Monday, 20 April 2015

Global Soil Survey Take 3!

I just got my soil tests last week for the Global Soil Survey! Getting soil test results back is just about as good as Christmas! This is the third time that I have taken part in the GSS. Since my first GSS in 2013 I have followed the guidelines religiously saving a ton of money and seeing no real difference in turfgrass quality. Arguably my greens could actually be in better shape now than before I started using the MLSN guidelines.

Here are the results of my GSS in 2013
ppm
In 2014

ppm
And 2015

ppm
The GSS requires that you take samples from areas of good performing turfgrass. Each year I have varied the exact locations for my samples. The reason for this is to compare areas of good turf performance but on different microclimates or turf species etc to see if there is some relationship to what I am seeing to nutrient levels in the soil. From what I can the soil nutrient levels have little to do with what I have observed.

They then tell you how your test results are compared to the MLSN guidelines.

ppm

As you can see all my nutrient levels are in excess of the MLSN guidelines except for Potassium on by 6,8,9th green. I combined the samples of these greens as they were the greens with the most bentgrass. My first green has 0% bentgrass for some reason despite receiving the same amount of seed and having a similar microclimate.
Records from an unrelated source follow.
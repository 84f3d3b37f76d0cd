//! HMAC-SHA256 verification of compact bearer tokens.
//!
//! Used when no upstream gateway verifies tokens for the service. The shared
//! secret is zeroised when the verifier is dropped.

use std::sync::Arc;

use async_trait::async_trait;
use base64::Engine as _;
use base64::engine::general_purpose::URL_SAFE_NO_PAD;
use hmac::{Hmac, Mac};
use mockable::Clock;
use serde::Deserialize;
use sha2::Sha256;
use zeroize::Zeroizing;

use crate::domain::TokenClaims;
use crate::domain::ports::{TokenVerificationError, TokenVerifier};

type HmacSha256 = Hmac<Sha256>;

const ALGORITHM: &str = "HS256";

#[derive(Deserialize)]
struct Header {
    alg: String,
}

/// [`TokenVerifier`] checking HS256 signatures and the `exp` claim.
pub struct Hs256TokenVerifier {
    secret: Zeroizing<Vec<u8>>,
    clock: Arc<dyn Clock>,
    leeway_secs: i64,
}

impl Hs256TokenVerifier {
    /// Allowed clock skew when checking `exp`.
    pub const DEFAULT_LEEWAY_SECS: i64 = 30;

    /// Create a verifier for `secret`.
    pub fn new(secret: Zeroizing<Vec<u8>>, clock: Arc<dyn Clock>) -> Self {
        Self {
            secret,
            clock,
            leeway_secs: Self::DEFAULT_LEEWAY_SECS,
        }
    }

    fn check_signature(&self, token: &str) -> Result<(), TokenVerificationError> {
        let (signed, signature) = token
            .rsplit_once('.')
            .ok_or_else(|| TokenVerificationError::malformed("missing signature segment"))?;
        let (header, _payload) = signed
            .split_once('.')
            .ok_or_else(|| TokenVerificationError::malformed("missing payload segment"))?;

        let header_bytes = URL_SAFE_NO_PAD
            .decode(header)
            .map_err(|_| TokenVerificationError::malformed("header is not base64url"))?;
        let header: Header = serde_json::from_slice(&header_bytes)
            .map_err(|_| TokenVerificationError::malformed("header is not a JSON object"))?;
        if header.alg != ALGORITHM {
            return Err(TokenVerificationError::unsupported_algorithm(header.alg));
        }

        let signature = URL_SAFE_NO_PAD
            .decode(signature)
            .map_err(|_| TokenVerificationError::malformed("signature is not base64url"))?;
        let mut mac = HmacSha256::new_from_slice(&self.secret)
            .map_err(|_| TokenVerificationError::malformed("secret cannot key HMAC"))?;
        mac.update(signed.as_bytes());
        mac.verify_slice(&signature)
            .map_err(|_| TokenVerificationError::bad_signature())
    }
}

#[async_trait]
impl TokenVerifier for Hs256TokenVerifier {
    async fn verify(&self, token: &str) -> Result<(), TokenVerificationError> {
        let token = token.trim();
        self.check_signature(token)?;

        let claims = TokenClaims::decode(token)
            .map_err(|err| TokenVerificationError::malformed(err.to_string()))?;
        if let Some(expires_at) = claims.expires_at() {
            if self.clock.utc().timestamp() > expires_at.saturating_add(self.leeway_secs) {
                return Err(TokenVerificationError::expired());
            }
        }
        Ok(())
    }
}
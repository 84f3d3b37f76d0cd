//! HTTP server configuration object.

use std::net::SocketAddr;
use std::sync::Arc;

use hotel_admin::domain::ports::HotelCreationService;

/// Builder-style configuration for creating the HTTP server.
pub struct ServerConfig {
    pub(crate) bind_addr: SocketAddr,
    pub(crate) hotels: Arc<dyn HotelCreationService>,
    pub(crate) max_upload_bytes: usize,
}

impl ServerConfig {
    /// Construct a configuration serving `hotels` on `bind_addr`.
    #[must_use]
    pub fn new(
        bind_addr: SocketAddr,
        hotels: Arc<dyn HotelCreationService>,
        max_upload_bytes: usize,
    ) -> Self {
        Self {
            bind_addr,
            hotels,
            max_upload_bytes,
        }
    }

    /// Return the socket address the server will bind to.
    #[must_use]
    pub fn bind_addr(&self) -> SocketAddr {
        self.bind_addr
    }
}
The important thing to remember here is that even though I have a deficiency according the MLSN my 6,8, and 9th greens are not dead. They are, in fact, my best performing greens. The MLSN has a built in safety margin to ensure that you do not go too low!
The greens have never been better or healthier in my opinion
The creators of the MLSN (PACE Turf and Micah Woods) emphasize that the MLSN are not targets to work towards, just nutrient levels you should stay above. I'm a bit insane so I like to use them as targets, I want to see what happens when any nutrient excesses are removed from the soils on my course. It's a work in progress and I do this at my own risk.

After all this they give you the fertilizer requirements based on how much nitrogen you plan to apply each season to ensure that you remain above the MLSN guidelines. This makes your fertilizer program planning very easy. So easy, in fact, that I will walk you through just how simple it will be for me this year.

Look at all that fertilizer I don't have to apply! Going on year 3 of nothing but N and K (s and fe too)

Just because my fertilizer is cheap, doesn't mean that my greens suffer from poor quality.
As you can see the only fertilizer I need to stay above the MLSN guidelines is potassium. Just to play it safe I will use the high rate required based on 4 lbs of N /1000 ss ft per year. 1.7 lbs of potassium on 40,000 sq ft is 68 lbs of potassium or 136 lbs of potassium sulfate. I pay about $30 for a 50lb bag of potassium sulfate so my K costs for the year will be about $81. 4lbs of N/1000 sq ft at $19/ bag of urea will costs me $132. That's a total cost for fertilizer on my greens at $213. There is no mystery here, no special products required to "go low". Just simple fertilizers , the GSS, MLSN, and my sprayer.